Types of projects to use AI

The good news is that small projects that leverage AI can have a really large impact on FCC operations. For example, many of our customers start with using an AI Agent to perform sanctions alert reviews at Level1. Others start their AI journey by using an AI Agent for adverse media monitoring clearing.  

What’s unique about these uses of AI for highly defined FCC operations is that they typically involve just 3 to 6 months of effort, whereas traditional technology adoption projects require 18-36 months. So, there’s no need to start big and boil the BSA/AML/CFT ocean.

Consider how Raymond James adopted WorkFusion’s Evelyn. Evelyn automates entity data matching for Raymond James’ perpetual screening process for name sanctions, politically exposed persons (PEPs), and adverse media alerts. With a project that took less than six months from start to finish, Raymond James’ AML and Financial Crime Risk Management team now automates over 50 percent of false positive decisioning with 70% reduction in manual effort. 

Imagine if your organization did something like that. Could you easily get approval for the next AI Agent, like Tara for sanctions alert reviews? It’s highly likely.  

Payments have become a booming business for banks in recent years, and Valley Bank began their FCC AI journey with WorkFusion’s AI Agent named Tara. Tara automates Valley’s sanctions alert adjudication for faster payments. In just a matter of months, they were able to automate 65 percent of sanctions hit reviews (22,000 monthly) and enable much faster payments while dramatically reducing risk of errors.

AI Agents are additive, not replacement technology

One thing that dissuades buyers of any new technology is that they often must run two systems in parallel for some time, until they eventually replace or sunset the older system. That does not happen with AI Agents. Instead, you leave your existing systems (e.g. case management, transaction monitoring) in place. The AI Agent simply acts like an additional worker that taps into those systems to gather the information it needs to do its job.  

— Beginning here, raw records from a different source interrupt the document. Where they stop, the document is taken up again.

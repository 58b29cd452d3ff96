use clap::Subcommand;

use crate::client::ApiClient;
use crate::commands::require_non_empty;
use crate::models::{CreateCommentRequest, TaskComment, UpdateCommentRequest};
use crate::output;

#[derive(Debug, Subcommand)]
pub enum CommentCommand {
    /// Comments on a task, threaded one level like the web view.
    List {
        #[arg(long)]
        task: i64,
    },

    Create {
        #[arg(long)]
        task: i64,
        #[arg(long)]
        content: String,
        /// Comment id to reply to.
        #[arg(long = "reply-to")]
        reply_to: Option<i64>,
    },

    Update {
        id: i64,
        #[arg(long)]
        content: String,
    },

    Delete { id: i64 },
}

pub async fn run(command: CommentCommand, client: &ApiClient) -> anyhow::Result<()> {
    match command {
        CommentCommand::List { task } => {
            let comments = client.list_task_comments(task).await?;
            print_thread(&comments);
        }
        CommentCommand::Create {
            task,
            content,
            reply_to,
        } => {
            require_non_empty("content", &content)?;
            let comment = client
                .create_comment(&CreateCommentRequest {
                    task_id: task,
                    content,
                    parent_comment_id: reply_to,
                })
                .await?;
            println!("created comment {} on task {}", comment.id, comment.task_id);
        }
        CommentCommand::Update { id, content } => {
            require_non_empty("content", &content)?;
            let comment = client
                .update_comment(id, &UpdateCommentRequest { content })
                .await?;
            println!("updated comment {}", comment.id);
        }
        CommentCommand::Delete { id } => {
            client.delete_comment(id).await?;
            println!("deleted comment {id}");
        }
    }

    Ok(())
}

fn print_thread(comments: &[TaskComment]) {
    if comments.is_empty() {
        println!("no comments");
        return;
    }

    for comment in comments.iter().filter(|c| c.parent_comment_id.is_none()) {
        print_comment(comment, 0);
        for reply in replies_to(comments, comment.id) {
            print_comment(reply, 1);
        }
    }
}

fn replies_to(comments: &[TaskComment], parent_id: i64) -> Vec<&TaskComment> {
    comments
        .iter()
        .filter(|comment| comment.parent_comment_id == Some(parent_id))
        .collect()
}

fn print_comment(comment: &TaskComment, depth: usize) {
    let indent = "  ".repeat(depth);
    println!(
        "{indent}#{} by user {} at {}",
        comment.id,
        comment.user_id,
        output::format_timestamp(comment.created_at)
    );
    println!("{indent}  {}", comment.content);
}

#[cfg(test)]
mod tests {
    use super::replies_to;
    use crate::models::TaskComment;

    fn comment(id: i64, parent: Option<i64>) -> TaskComment {
        TaskComment {
            id,
            task_id: 1,
            user_id: 1,
            content: format!("comment {id}"),
            parent_comment_id: parent,
            created_at: None,
            updated_at: None,
        }
    }

    #[test]
    fn replies_are_grouped_under_their_parent() {
        let comments = vec![comment(1, None), comment(2, Some(1)), comment(3, None)];
        let replies = replies_to(&comments, 1);
        assert_eq!(replies.len(), 1);
        assert_eq!(replies[0].id, 2);
        assert!(replies_to(&comments, 3).is_empty());
    }
}
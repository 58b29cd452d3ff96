use reqwest::Method;

use crate::client::ApiClient;
use crate::error::ClientResult;
use crate::models::{NextExecution, Task};

/// Recurrence execution belongs to the backend; these calls inspect or
/// trigger it, nothing runs client-side.
impl ApiClient {
    pub async fn due_recurring_tasks(&self) -> ClientResult<Vec<Task>> {
        self.fetch(Method::GET, "/api/recurrence/due").await
    }

    pub async fn execute_recurring_task(&self, id: i64) -> ClientResult<Task> {
        self.fetch(Method::POST, &format!("/api/recurrence/{id}/execute"))
            .await
    }

    pub async fn execute_all_recurring_tasks(&self) -> ClientResult<Vec<Task>> {
        self.fetch(Method::POST, "/api/recurrence/execute-all").await
    }

    pub async fn next_execution(&self, id: i64) -> ClientResult<NextExecution> {
        self.fetch(Method::GET, &format!("/api/recurrence/{id}/next-execution"))
            .await
    }
}
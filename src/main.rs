mod client;
mod commands;
mod config;
mod error;
mod models;
mod output;
mod recurrence;
mod session;
mod watch;
mod wire;

use clap::Parser;
use tracing_subscriber::EnvFilter;

use crate::commands::Cli;

#[tokio::main]
async fn main() -> anyhow::Result<()> {
    init_tracing();

    let cli = Cli::parse();
    cli.config.validate();

    commands::run(cli).await
}

fn init_tracing() {
    let env_filter = EnvFilter::try_from_default_env().unwrap_or_else(|_| EnvFilter::new("info"));

    tracing_subscriber::fmt()
        .with_env_filter(env_filter)
        .with_target(false)
        .compact()
        .init();
}
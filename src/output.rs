use chrono::{DateTime, SecondsFormat, Utc};

/// Renders rows as aligned columns. Every row must have one cell per header.
pub fn render_table(headers: &[&str], rows: &[Vec<String>]) -> String {
    let mut widths: Vec<usize> = headers.iter().map(|header| header.len()).collect();
    for row in rows {
        for (index, cell) in row.iter().enumerate() {
            if index < widths.len() && cell.len() > widths[index] {
                widths[index] = cell.len();
            }
        }
    }

    let separator: Vec<String> = widths.iter().map(|width| "-".repeat(*width)).collect();

    let mut rendered = String::new();
    push_row(&mut rendered, &widths, headers.iter().copied());
    push_row(&mut rendered, &widths, separator.iter().map(String::as_str));
    for row in rows {
        push_row(&mut rendered, &widths, row.iter().map(String::as_str));
    }

    rendered
}

pub fn print_table(headers: &[&str], rows: &[Vec<String>]) {
    print!("{}", render_table(headers, rows));
}

fn push_row<'a>(buffer: &mut String, widths: &[usize], cells: impl Iterator<Item = &'a str>) {
    let mut line = String::new();
    for (index, cell) in cells.enumerate() {
        if index > 0 {
            line.push_str("  ");
        }
        let width = widths.get(index).copied().unwrap_or(0);
        let padding = width.saturating_sub(cell.len());
        line.push_str(cell);
        line.push_str(&" ".repeat(padding));
    }
    buffer.push_str(line.trim_end());
    buffer.push('\n');
}

pub fn format_timestamp(value: Option<DateTime<Utc>>) -> String {
    value
        .map(|timestamp| timestamp.to_rfc3339_opts(SecondsFormat::Secs, true))
        .unwrap_or_else(|| "-".to_string())
}

pub fn format_optional<T: ToString>(value: Option<T>) -> String {
    value
        .map(|inner| inner.to_string())
        .unwrap_or_else(|| "-".to_string())
}

pub fn yes_no(value: bool) -> &'static str {
    if value {
        "yes"
    } else {
        "no"
    }
}

/// Completion percentage rounded to a whole number; an empty set is 0%.
pub fn completion_percentage(completed: usize, total: usize) -> u32 {
    if total == 0 {
        return 0;
    }
    ((completed as f64 / total as f64) * 100.0).round() as u32
}
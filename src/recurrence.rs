use std::sync::OnceLock;

use chrono::{DateTime, Duration, Utc};
use regex::Regex;

use crate::models::{RecurrenceType, Task};

/// Window ahead of now inside which a pending execution counts as due soon.
/// A task exactly 24h away still classifies as due soon.
const DUE_SOON_WINDOW_HOURS: i64 = 24;

/// Traffic-light classification of a recurring task's next execution,
/// display-only; the backend owns the actual recurrence engine.
#[derive(Debug, Clone, Copy, PartialEq, Eq)]
pub enum DueStatus {
    Overdue,
    DueSoon,
    Scheduled,
}

impl DueStatus {
    pub fn label(&self) -> &'static str {
        match self {
            DueStatus::Overdue => "overdue",
            DueStatus::DueSoon => "due soon",
            DueStatus::Scheduled => "scheduled",
        }
    }

    pub fn traffic_light(&self) -> &'static str {
        match self {
            DueStatus::Overdue => "red",
            DueStatus::DueSoon => "orange",
            DueStatus::Scheduled => "green",
        }
    }
}

pub fn classify(next_execution_at: DateTime<Utc>, now: DateTime<Utc>) -> DueStatus {
    if next_execution_at < now {
        return DueStatus::Overdue;
    }

    if next_execution_at - now <= Duration::hours(DUE_SOON_WINDOW_HOURS) {
        return DueStatus::DueSoon;
    }

    DueStatus::Scheduled
}

pub fn classify_task(task: &Task, now: DateTime<Utc>) -> Option<DueStatus> {
    task.next_execution_at
        .map(|next_execution_at| classify(next_execution_at, now))
}

/// Renders the type/days/times triple as a short human-readable schedule,
/// e.g. "weekly on Sun, Wed at 08:00".
pub fn schedule_description(task: &Task) -> String {
    let Some(recurrence_type) = task.recurrence_type.filter(|_| task.is_recurring) else {
        return "not recurring".to_string();
    };

    let mut description = recurrence_type.as_str().to_string();

    if recurrence_type == RecurrenceType::Weekly {
        let days = weekday_list(task.recurrence_days.as_deref().unwrap_or_default());
        if !days.is_empty() {
            description.push_str(" on ");
            description.push_str(&days);
        }
    }

    if let Some(times) = task.recurrence_times.as_deref() {
        if !times.is_empty() {
            description.push_str(" at ");
            description.push_str(&times.join(", "));
        }
    }

    description
}

/// Weekday ordinals follow the backend's storage convention, 0 = Sunday.
pub fn weekday_name(day: u8) -> Option<&'static str> {
    match day {
        0 => Some("Sun"),
        1 => Some("Mon"),
        2 => Some("Tue"),
        3 => Some("Wed"),
        4 => Some("Thu"),
        5 => Some("Fri"),
        6 => Some("Sat"),
        _ => None,
    }
}

fn weekday_list(days: &[u8]) -> String {
    days.iter()
        .filter_map(|day| weekday_name(*day))
        .collect::<Vec<_>>()
        .join(", ")
}

/// Validates a recurrence time entry against the backend's "HH:MM" format.
pub fn is_valid_time(value: &str) -> bool {
    static TIME_FORMAT: OnceLock<Regex> = OnceLock::new();
    let pattern = TIME_FORMAT.get_or_init(|| {
        Regex::new(r"^([01][0-9]|2[0-3]):[0-5][0-9]$").expect("time pattern should compile")
    });
    pattern.is_match(value)
}

#[cfg(test)]
mod tests {
    use chrono::{Duration, TimeZone, Utc};

    use super::{classify, classify_task, is_valid_time, schedule_description, DueStatus};
    use crate::models::{RecurrenceType, Task};

    fn recurring_task() -> Task {
        Task {
            id: 1,
            project_id: 1,
            parent_task_id: None,
            title: "Backup".to_string(),
            description: String::new(),
            status_id: 1,
            priority_id: 1,
            created_by_id: 1,
            assigned_to_id: None,
            deadline: None,
            position: 0,
            is_completed: false,
            is_recurring: true,
            recurrence_type: Some(RecurrenceType::Weekly),
            recurrence_times: Some(vec!["08:00".to_string()]),
            recurrence_days: Some(vec![0, 3]),
            last_executed_at: None,
            next_execution_at: None,
            created_at: None,
            updated_at: None,
            attachments: Vec::new(),
            dependencies: Vec::new(),
            history: Vec::new(),
        }
    }

    #[test]
    fn past_execution_is_overdue() {
        let now = Utc.with_ymd_and_hms(2026, 8, 7, 12, 0, 0).unwrap();
        let status = classify(now - Duration::minutes(1), now);
        assert_eq!(status, DueStatus::Overdue);
        assert_eq!(status.traffic_light(), "red");
    }

    #[test]
    fn execution_within_a_day_is_due_soon() {
        let now = Utc.with_ymd_and_hms(2026, 8, 7, 12, 0, 0).unwrap();
        let status = classify(now + Duration::hours(3), now);
        assert_eq!(status, DueStatus::DueSoon);
        assert_eq!(status.traffic_light(), "orange");
    }

    #[test]
    fn execution_exactly_a_day_away_is_due_soon() {
        let now = Utc.with_ymd_and_hms(2026, 8, 7, 12, 0, 0).unwrap();
        assert_eq!(classify(now + Duration::hours(24), now), DueStatus::DueSoon);
    }

    #[test]
    fn execution_beyond_a_day_is_scheduled() {
        let now = Utc.with_ymd_and_hms(2026, 8, 7, 12, 0, 0).unwrap();
        let status = classify(now + Duration::hours(24) + Duration::seconds(1), now);
        assert_eq!(status, DueStatus::Scheduled);
        assert_eq!(status.traffic_light(), "green");
    }

    #[test]
    fn execution_right_now_is_due_soon() {
        let now = Utc.with_ymd_and_hms(2026, 8, 7, 12, 0, 0).unwrap();
        assert_eq!(classify(now, now), DueStatus::DueSoon);
    }

    #[test]
    fn task_without_next_execution_has_no_status() {
        let now = Utc.with_ymd_and_hms(2026, 8, 7, 12, 0, 0).unwrap();
        assert_eq!(classify_task(&recurring_task(), now), None);
    }

    #[test]
    fn weekly_description_lists_days_and_times() {
        let description = schedule_description(&recurring_task());
        assert_eq!(description, "weekly on Sun, Wed at 08:00");
    }

    #[test]
    fn daily_description_lists_times_only() {
        let mut task = recurring_task();
        task.recurrence_type = Some(RecurrenceType::Daily);
        task.recurrence_times = Some(vec!["08:00".to_string(), "18:30".to_string()]);
        assert_eq!(schedule_description(&task), "daily at 08:00, 18:30");
    }

    #[test]
    fn monthly_description_ignores_weekdays() {
        let mut task = recurring_task();
        task.recurrence_type = Some(RecurrenceType::Monthly);
        assert_eq!(schedule_description(&task), "monthly at 08:00");
    }

    #[test]
    fn non_recurring_task_is_described_as_such() {
        let mut task = recurring_task();
        task.is_recurring = false;
        assert_eq!(schedule_description(&task), "not recurring");
    }

    #[test]
    fn unknown_weekday_ordinals_are_skipped() {
        let mut task = recurring_task();
        task.recurrence_days = Some(vec![0, 9]);
        assert_eq!(schedule_description(&task), "weekly on Sun at 08:00");
    }

    #[test]
    fn time_format_accepts_valid_and_rejects_invalid() {
        assert!(is_valid_time("00:00"));
        assert!(is_valid_time("08:30"));
        assert!(is_valid_time("23:59"));
        assert!(!is_valid_time("24:00"));
        assert!(!is_valid_time("8:30"));
        assert!(!is_valid_time("08:60"));
        assert!(!is_valid_time("0830"));
        assert!(!is_valid_time(""));
    }
}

For organizations that are chronically understaffed, face surges in KYC and/or alert demands, or even have longstanding alert backlogs to clear, the problem is solved rapidly with an AI Agent.  

Returning to the question of whether you can sit back and enjoy the peace and quiet during a lower-intensity regulatory environment, perhaps you can do that while also starting down the path to AI-driven digital transformation in your FCC operations.